14:59:43.869 [Thread-0] DEBUG io.ray.runtime.RayNativeRuntime - RayNativeRuntime shutdown

Process finished with exit code 0

However, from the Ray Dashboard, I notice that ALL tasks are actually running within the worker node instead of distributing some to the remote.

I don’t think this behavior is expected, but not sure where I did it wrong.

Any help would be appreciated.

Thanks,
-BS

Does the Ray node started in the other node have the Java environment setup property? A Ray node requires two conditions to run Java workers:

  1. The java command is in PATH when invoking ray start ....
  2. The ray Python package is installed via ray[java]. Note that Java libs are not installed by default. So pip install ray is not enough.

Another reason might be that ray prefer to schedule tasks locally, instead of sending them to remote node.
You can add .setResource("CPU", 3.0) after Ray.task(MyRayApp::slowFunction) and see what would happen.

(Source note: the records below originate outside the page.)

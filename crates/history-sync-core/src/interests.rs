use history_sync_config::DoubanConfig;
use history_sync_models::InterestMap;
use history_sync_sources::InterestFeed;
use std::time::Duration;
use tracing::{debug, info, warn};

/// Paging settings for one interest-feed pull.
#[derive(Debug, Clone)]
pub struct FeedOptions {
    pub statuses: Vec<String>,
    pub page_size: u32,
    pub max_empty_pages: u32,
    pub page_delay: Duration,
}

impl FeedOptions {
    pub fn from_config(config: &DoubanConfig, page_delay: Duration) -> Self {
        Self {
            statuses: config.statuses.clone(),
            page_size: config.page_size.max(1),
            max_empty_pages: config.max_empty_pages.max(1),
            page_delay,
        }
    }
}

/// Pull every configured status into one read-only subject map.
///
/// Each status pages from zero. `start` only advances after a page that came
/// back fine; an empty or failed page counts as a miss, and the status ends
/// after `max_empty_pages` misses in a row.
pub async fn collect_interest_map(feed: &dyn InterestFeed, options: &FeedOptions) -> InterestMap {
    let mut collected = Vec::new();

    for status in &options.statuses {
        let mut start = 0u32;
        let mut misses = 0u32;
        let mut pages = 0usize;

        while misses < options.max_empty_pages {
            match feed.fetch_interests(status, start, options.page_size).await {
                Ok(entries) => {
                    if entries.is_empty() {
                        misses += 1;
                    } else {
                        misses = 0;
                        pages += 1;
                        debug!(status = %status, start, count = entries.len(), "Fetched interest page");
                        collected.extend(entries);
                    }
                    start += options.page_size;
                }
                Err(e) => {
                    misses += 1;
                    warn!(status = %status, start, error = %e, "Interest page failed");
                }
            }

            if misses < options.max_empty_pages && !options.page_delay.is_zero() {
                tokio::time::sleep(options.page_delay).await;
            }
        }

        debug!(status = %status, pages, "Finished interest status");
    }

    let map = InterestMap::from_entries(collected);
    info!(
        subjects = map.subject_count(),
        entries = map.entry_count(),
        "Collected interest feed"
    );
    map
}

#[cfg(test)]
mod tests {
    use super::*;
    use async_trait::async_trait;
    use chrono::NaiveDateTime;
    use history_sync_models::{InterestEntry, SubjectId};
    use history_sync_sources::SourceError;
    use std::collections::HashMap;
    use std::sync::Mutex;

    /// Pages keyed by (status, start); missing keys are empty pages. Each
    /// entry in `failures` fails exactly once.
    #[derive(Default)]
    struct FakeFeed {
        pages: HashMap<(String, u32), Vec<InterestEntry>>,
        failures: Mutex<Vec<(String, u32)>>,
        calls: Mutex<Vec<(String, u32)>>,
    }

    impl FakeFeed {
        fn page(mut self, status: &str, start: u32, entries: Vec<InterestEntry>) -> Self {
            self.pages.insert((status.to_string(), start), entries);
            self
        }

        fn fail_once(self, status: &str, start: u32) -> Self {
            self.failures.lock().unwrap().push((status.to_string(), start));
            self
        }

        fn starts(&self, status: &str) -> Vec<u32> {
            self.calls
                .lock()
                .unwrap()
                .iter()
                .filter(|(s, _)| s == status)
                .map(|(_, start)| *start)
                .collect()
        }
    }

    #[async_trait]
    impl InterestFeed for FakeFeed {
        async fn fetch_interests(&self, status: &str, start: u32, _count: u32) -> Result<Vec<InterestEntry>, SourceError> {
            let key = (status.to_string(), start);
            self.calls.lock().unwrap().push(key.clone());
            let mut failures = self.failures.lock().unwrap();
            if let Some(pos) = failures.iter().position(|k| *k == key) {
                failures.remove(pos);
                return Err(SourceError::Status {
                    service: "douban",
                    status: 500,
                    body: String::new(),
                });
            }
            Ok(self.pages.get(&key).cloned().unwrap_or_default())
        }
    }

    fn entry(subject: &str, created_at: &str) -> InterestEntry {
        InterestEntry {
            subject_id: SubjectId::new(subject).unwrap(),
            status: "done".to_string(),
            kind: None,
            created_at: NaiveDateTime::parse_from_str(created_at, "%Y-%m-%d %H:%M:%S").unwrap(),
        }
    }

    fn options(statuses: &[&str], max_empty_pages: u32) -> FeedOptions {
        FeedOptions {
            statuses: statuses.iter().map(|s| s.to_string()).collect(),
            page_size: 2,
            max_empty_pages,
            page_delay: Duration::ZERO,
        }
    }

    #[tokio::test]
    async fn test_single_status_stops_on_first_empty_page() {
        let feed = FakeFeed::default()
            .page("done", 0, vec![entry("1", "2020-01-01 10:00:00"), entry("2", "2020-01-02 10:00:00")])
            .page("done", 2, vec![entry("3", "2020-01-03 10:00:00")]);

        let map = collect_interest_map(&feed, &options(&["done"], 1)).await;
        assert_eq!(map.subject_count(), 3);
        assert_eq!(feed.starts("done"), vec![0, 2, 4]);
    }

    #[tokio::test]
    async fn test_all_statuses_retry_failed_page() {
        let feed = FakeFeed::default()
            .page("done", 0, vec![entry("1", "2020-01-01 10:00:00")])
            .fail_once("done", 2)
            .page("done", 2, vec![entry("2", "2020-01-02 10:00:00")])
            .page("wish", 0, vec![entry("1", "2021-05-05 10:00:00")]);

        let map = collect_interest_map(&feed, &options(&["done", "wish"], 3)).await;

        // The failed page is retried at the same offset
        assert_eq!(feed.starts("done"), vec![0, 2, 2, 4, 6, 8]);
        assert_eq!(feed.starts("wish"), vec![0, 2, 4, 6]);

        assert_eq!(map.subject_count(), 2);
        let entries = map.entries_for(&SubjectId::new("1").unwrap());
        assert_eq!(entries.len(), 2);
        assert_eq!(entries[0].created_at.to_string(), "2021-05-05 10:00:00");
    }

    #[tokio::test]
    async fn test_miss_counter_resets_on_data() {
        let feed = FakeFeed::default()
            .page("done", 0, vec![entry("1", "2020-01-01 10:00:00")])
            .fail_once("done", 2)
            .page("done", 2, vec![entry("2", "2020-01-02 10:00:00")]);

        let map = collect_interest_map(&feed, &options(&["done"], 2)).await;
        assert_eq!(map.subject_count(), 2);
        assert_eq!(feed.starts("done"), vec![0, 2, 2, 4, 6]);
    }
}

Thanks ksfstorm. I didn’t know there’s a java extra for ray. However, when I tried ‘pip install ray[java]’, I got below msg;

(env2) root@risk0:~# pip install ray[java]
Looking in indexes: https://pypi.internal-mirrors.ucloud.cn/simple
Requirement already satisfied: ray[java] in ./anaconda3/envs/env2/lib/python3.7/site-packages (1.13.0)
WARNING: ray 1.13.0 does not provide the extra 'java'

Am I doing something wrong?

Maybe my information is out dated. Could you check the logs on both machine to see if there’s any suspicious errors? They should be in /tmp/ray/session_latest/logs.